[Opening RECORDS PROVIDED section]

//! Bounded exit, cancelled exit and unmount, and dropping a compositor
//! without exit.

use super::helpers::{ReleaseCounter, config, echo, entered};
use mosaic::compositor::adapters::memory::ScriptedConnector;
use mosaic::compositor::domain::{CompositorState, MountState};
use mosaic::compositor::services::MountHandle;
use mosaic::compositor::{Compositor, CompositorConfig};
use rstest::rstest;
use std::time::{Duration, Instant};

/// Polls `counter` until it reaches `expected` or one second passes.
async fn settle(counter: &ReleaseCounter, expected: usize) -> usize {
    let deadline = Instant::now() + Duration::from_secs(1);
    while counter.get() < expected && Instant::now() < deadline {
        tokio::time::sleep(Duration::from_millis(10)).await;
    }
    counter.get()
}

/// Polls `handle` until the mount is closed or one second passes.
async fn settle_closed(handle: &MountHandle) -> MountState {
    let deadline = Instant::now() + Duration::from_secs(1);
    while handle.state() != MountState::Closed && Instant::now() < deadline {
        tokio::time::sleep(Duration::from_millis(10)).await;
    }
    handle.state()
}

fn held(counter: &ReleaseCounter) -> ScriptedConnector {
    ScriptedConnector::new(echo("held"))
        .with_resource(counter.cleanup_after("a", Duration::from_millis(20)))
        .with_resource(counter.cleanup_after("b", Duration::from_millis(20)))
}

async fn mount_counted(compositor: &Compositor, name: &str, connector: ScriptedConnector) {
    compositor
        .mount(name, &connector)
        .await
        .expect("mount should succeed");
}

#[rstest]
#[tokio::test(flavor = "multi_thread")]
async fn exit_is_bounded_when_one_mount_hangs(config: CompositorConfig) {
    let bounded = config
        .with_teardown_timeout(Duration::from_millis(150))
        .with_release_timeout(Duration::from_millis(100))
        .with_session_close_timeout(Duration::from_millis(100));
    let compositor = entered(bounded).await;
    let first = ReleaseCounter::new();
    let hung = ReleaseCounter::new();
    let last = ReleaseCounter::new();
    mount_counted(
        &compositor,
        "first",
        ScriptedConnector::new(echo("first")).with_resource(first.cleanup("process")),
    )
    .await;
    mount_counted(
        &compositor,
        "hung",
        ScriptedConnector::new(echo("hung"))
            .with_resource(hung.cleanup_after("a", Duration::from_secs(5)))
            .with_resource(hung.cleanup_after("b", Duration::from_secs(5)))
            .with_resource(hung.cleanup_after("c", Duration::from_secs(5))),
    )
    .await;
    mount_counted(
        &compositor,
        "last",
        ScriptedConnector::new(echo("last")).with_resource(last.cleanup("process")),
    )
    .await;

    let started = Instant::now();
    let report = compositor.exit().await.expect("exit should succeed");
    let elapsed = started.elapsed();

    assert_eq!(report.failures.len(), 1, "failures: {:?}", report.failures);
    let failure = report.failures.first().expect("one failure");
    assert_eq!(failure.prefix.as_str(), "hung");
    assert!(failure.is_timeout());
    assert_eq!(first.get(), 1);
    assert_eq!(last.get(), 1);
    assert!(
        elapsed < Duration::from_secs(2),
        "exit took {elapsed:?} despite the teardown bound"
    );
    assert_eq!(settle(&hung, 3).await, 3, "abandoned resources still release");
    tokio::time::sleep(Duration::from_millis(100)).await;
    assert_eq!(hung.get(), 3);
}

#[rstest]
#[case(0)]
#[case(2)]
#[case(15)]
#[case(40)]
#[tokio::test(flavor = "multi_thread")]
async fn cancelled_exit_releases_every_resource_exactly_once(
    config: CompositorConfig,
    #[case] cancel_after_ms: u64,
) {
    let compositor = entered(config).await;
    let counters: Vec<ReleaseCounter> = (0..3).map(|_| ReleaseCounter::new()).collect();
    for (index, counter) in counters.iter().enumerate() {
        let name = format!("m{index}");
        mount_counted(
            &compositor,
            &name,
            ScriptedConnector::new(echo(&name))
                .with_resource(counter.cleanup_after("process", Duration::from_millis(20))),
        )
        .await;
    }

    let _finished = tokio::time::timeout(
        Duration::from_millis(cancel_after_ms),
        compositor.exit(),
    )
    .await;

    assert_eq!(compositor.state(), CompositorState::Closed);
    for counter in &counters {
        assert_eq!(settle(counter, 1).await, 1);
    }
    tokio::time::sleep(Duration::from_millis(100)).await;
    for counter in &counters {
        assert_eq!(counter.get(), 1, "a resource was released twice");
    }
}

#[rstest]
#[tokio::test(flavor = "multi_thread")]
async fn dropping_an_active_compositor_releases_in_the_background(config: CompositorConfig) {
    let compositor = entered(config).await;
    let counter = ReleaseCounter::new();
    mount_counted(
        &compositor,
        "orphan",
        ScriptedConnector::new(echo("orphan")).with_resource(counter.cleanup("process")),
    )
    .await;

    drop(compositor);

    assert_eq!(settle(&counter, 1).await, 1);
}

#[rstest]
#[tokio::test(flavor = "multi_thread")]
async fn exit_twice_is_use_after_close(config: CompositorConfig) {
    let compositor = entered(config).await;

    let report = compositor.exit().await.expect("first exit");

    assert!(report.is_clean());
    assert!(matches!(
        compositor.exit().await,
        Err(mosaic::compositor::CompositorError::UseAfterClose)
    ));
}

#[rstest]
#[tokio::test(flavor = "multi_thread")]
async fn cancelled_unmount_still_releases_a_held_mount(config: CompositorConfig) {
    let compositor = entered(config).await;
    let counter = ReleaseCounter::new();
    let handle = compositor
        .mount("held", &held(&counter))
        .await
        .expect("mount should succeed");

    let _finished =
        tokio::time::timeout(Duration::from_millis(1), compositor.unmount("held")).await;

    assert!(compositor.handle("held").is_none());
    assert_eq!(settle(&counter, 2).await, 2);
    assert_eq!(settle_closed(&handle).await, MountState::Closed);
    let report = compositor.exit().await.expect("exit should succeed");
    assert!(report.is_clean(), "unexpected failures: {report:?}");
    assert!(compositor.teardown_failures().is_empty());
    assert_eq!(counter.get(), 2, "a resource was released twice");
}

#[rstest]
#[tokio::test(flavor = "multi_thread")]
async fn cancelled_exit_still_releases_a_held_mount(config: CompositorConfig) {
    let compositor = entered(config).await;
    let counter = ReleaseCounter::new();
    let handle = compositor
        .mount("held", &held(&counter))
        .await
        .expect("mount should succeed");

    let _finished = tokio::time::timeout(Duration::from_millis(1), compositor.exit()).await;

    assert_eq!(compositor.state(), CompositorState::Closed);
    assert_eq!(settle(&counter, 2).await, 2);
    assert_eq!(settle_closed(&handle).await, MountState::Closed);
    assert!(compositor.teardown_failures().is_empty());
    assert!(compositor.leaks().is_empty());
    tokio::time::sleep(Duration::from_millis(100)).await;
    assert_eq!(counter.get(), 2, "a resource was released twice");
}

[Closing RECORDS PROVIDED section]

__PROBLEM DESCRIPTION__. Set down the preceding data verbatim. Every line belongs in the copy.

__THE COMPLETED TASK__.
//! Bounded exit, cancelled exit and unmount, and dropping a compositor
//! without exit.

use super::helpers::{ReleaseCounter, config, echo, entered};
use mosaic::compositor::adapters::memory::ScriptedConnector;
use mosaic::compositor::domain::{CompositorState, MountState};
use mosaic::compositor::services::MountHandle;
use mosaic::compositor::{Compositor, CompositorConfig};
use rstest::rstest;
use std::time::{Duration, Instant};

/// Polls `counter` until it reaches `expected` or one second passes.
async fn settle(counter: &ReleaseCounter, expected: usize) -> usize {
    let deadline = Instant::now() + Duration::from_secs(1);
    while counter.get() < expected && Instant::now() < deadline {
        tokio::time::sleep(Duration::from_millis(10)).await;
    }
    counter.get()
}

/// Polls `handle` until the mount is closed or one second passes.
async fn settle_closed(handle: &MountHandle) -> MountState {
    let deadline = Instant::now() + Duration::from_secs(1);
    while handle.state() != MountState::Closed && Instant::now() < deadline {
        tokio::time::sleep(Duration::from_millis(10)).await;
    }
    handle.state()
}

fn held(counter: &ReleaseCounter) -> ScriptedConnector {
    ScriptedConnector::new(echo("held"))
        .with_resource(counter.cleanup_after("a", Duration::from_millis(20)))
        .with_resource(counter.cleanup_after("b", Duration::from_millis(20)))
}

async fn mount_counted(compositor: &Compositor, name: &str, connector: ScriptedConnector) {
    compositor
        .mount(name, &connector)
        .await
        .expect("mount should succeed");
}

#[rstest]
#[tokio::test(flavor = "multi_thread")]
async fn exit_is_bounded_when_one_mount_hangs(config: CompositorConfig) {
    let bounded = config
        .with_teardown_timeout(Duration::from_millis(150))
        .with_release_timeout(Duration::from_millis(100))
        .with_session_close_timeout(Duration::from_millis(100));
    let compositor = entered(bounded).await;
    let first = ReleaseCounter::new();
    let hung = ReleaseCounter::new();
    let last = ReleaseCounter::new();
    mount_counted(
        &compositor,
        "first",
        ScriptedConnector::new(echo("first")).with_resource(first.cleanup("process")),
    )
    .await;
    mount_counted(
        &compositor,
        "hung",
        ScriptedConnector::new(echo("hung"))
            .with_resource(hung.cleanup_after("a", Duration::from_secs(5)))
            .with_resource(hung.cleanup_after("b", Duration::from_secs(5)))
            .with_resource(hung.cleanup_after("c", Duration::from_secs(5))),
    )
    .await;
    mount_counted(
        &compositor,
        "last",
        ScriptedConnector::new(echo("last")).with_resource(last.cleanup("process")),
    )
    .await;

    let started = Instant::now();
    let report = compositor.exit().await.expect("exit should succeed");
    let elapsed = started.elapsed();

    assert_eq!(report.failures.len(), 1, "failures: {:?}", report.failures);
    let failure = report.failures.first().expect("one failure");
    assert_eq!(failure.prefix.as_str(), "hung");
    assert!(failure.is_timeout());
    assert_eq!(first.get(), 1);
    assert_eq!(last.get(), 1);
    assert!(
        elapsed < Duration::from_secs(2),
        "exit took {elapsed:?} despite the teardown bound"
    );
    assert_eq!(settle(&hung, 3).await, 3, "abandoned resources still release");
    tokio::time::sleep(Duration::from_millis(100)).await;
    assert_eq!(hung.get(), 3);
}

#[rstest]
#[case(0)]
#[case(2)]
#[case(15)]
#[case(40)]
#[tokio::test(flavor = "multi_thread")]
async fn cancelled_exit_releases_every_resource_exactly_once(
    config: CompositorConfig,
    #[case] cancel_after_ms: u64,
) {
    let compositor = entered(config).await;
    let counters: Vec<ReleaseCounter> = (0..3).map(|_| ReleaseCounter::new()).collect();
    for (index, counter) in counters.iter().enumerate() {
        let name = format!("m{index}");
        mount_counted(
            &compositor,
            &name,
            ScriptedConnector::new(echo(&name))
                .with_resource(counter.cleanup_after("process", Duration::from_millis(20))),
        )
        .await;
    }

    let _finished = tokio::time::timeout(
        Duration::from_millis(cancel_after_ms),
        compositor.exit(),
    )
    .await;

    assert_eq!(compositor.state(), CompositorState::Closed);
    for counter in &counters {
        assert_eq!(settle(counter, 1).await, 1);
    }
    tokio::time::sleep(Duration::from_millis(100)).await;
    for counter in &counters {
        assert_eq!(counter.get(), 1, "a resource was released twice");
    }
}

#[rstest]
#[tokio::test(flavor = "multi_thread")]
async fn dropping_an_active_compositor_releases_in_the_background(config: CompositorConfig) {
    let compositor = entered(config).await;
    let counter = ReleaseCounter::new();
    mount_counted(
        &compositor,
        "orphan",
        ScriptedConnector::new(echo("orphan")).with_resource(counter.cleanup("process")),
    )
    .await;

    drop(compositor);

    assert_eq!(settle(&counter, 1).await, 1);
}

#[rstest]
#[tokio::test(flavor = "multi_thread")]
async fn exit_twice_is_use_after_close(config: CompositorConfig) {
    let compositor = entered(config).await;

    let report = compositor.exit().await.expect("first exit");

    assert!(report.is_clean());
    assert!(matches!(
        compositor.exit().await,
        Err(mosaic::compositor::CompositorError::UseAfterClose)
    ));
}

#[rstest]
#[tokio::test(flavor = "multi_thread")]
async fn cancelled_unmount_still_releases_a_held_mount(config: CompositorConfig) {
    let compositor = entered(config).await;
    let counter = ReleaseCounter::new();
    let handle = compositor
        .mount("held", &held(&counter))
        .await
        .expect("mount should succeed");

    let _finished =
        tokio::time::timeout(Duration::from_millis(1), compositor.unmount("held")).await;

    assert!(compositor.handle("held").is_none());
    assert_eq!(settle(&counter, 2).await, 2);
    assert_eq!(settle_closed(&handle).await, MountState::Closed);
    let report = compositor.exit().await.expect("exit should succeed");
    assert!(report.is_clean(), "unexpected failures: {report:?}");
    assert!(compositor.teardown_failures().is_empty());
    assert_eq!(counter.get(), 2, "a resource was released twice");
}

#[rstest]
#[tokio::test(flavor = "multi_thread")]
async fn cancelled_exit_still_releases_a_held_mount(config: CompositorConfig) {
    let compositor = entered(config).await;
    let counter = ReleaseCounter::new();
    let handle = compositor
        .mount("held", &held(&counter))
        .await
        .expect("mount should succeed");

    let _finished = tokio::time::timeout(Duration::from_millis(1), compositor.exit()).await;

    assert_eq!(compositor.state(), CompositorState::Closed);
    assert_eq!(settle(&counter, 2).await, 2);
    assert_eq!(settle_closed(&handle).await, MountState::Closed);
    assert!(compositor.teardown_failures().is_empty());
    assert!(compositor.leaks().is_empty());
    tokio::time::sleep(Duration::from_millis(100)).await;
    assert_eq!(counter.get(), 2, "a resource was released twice");
}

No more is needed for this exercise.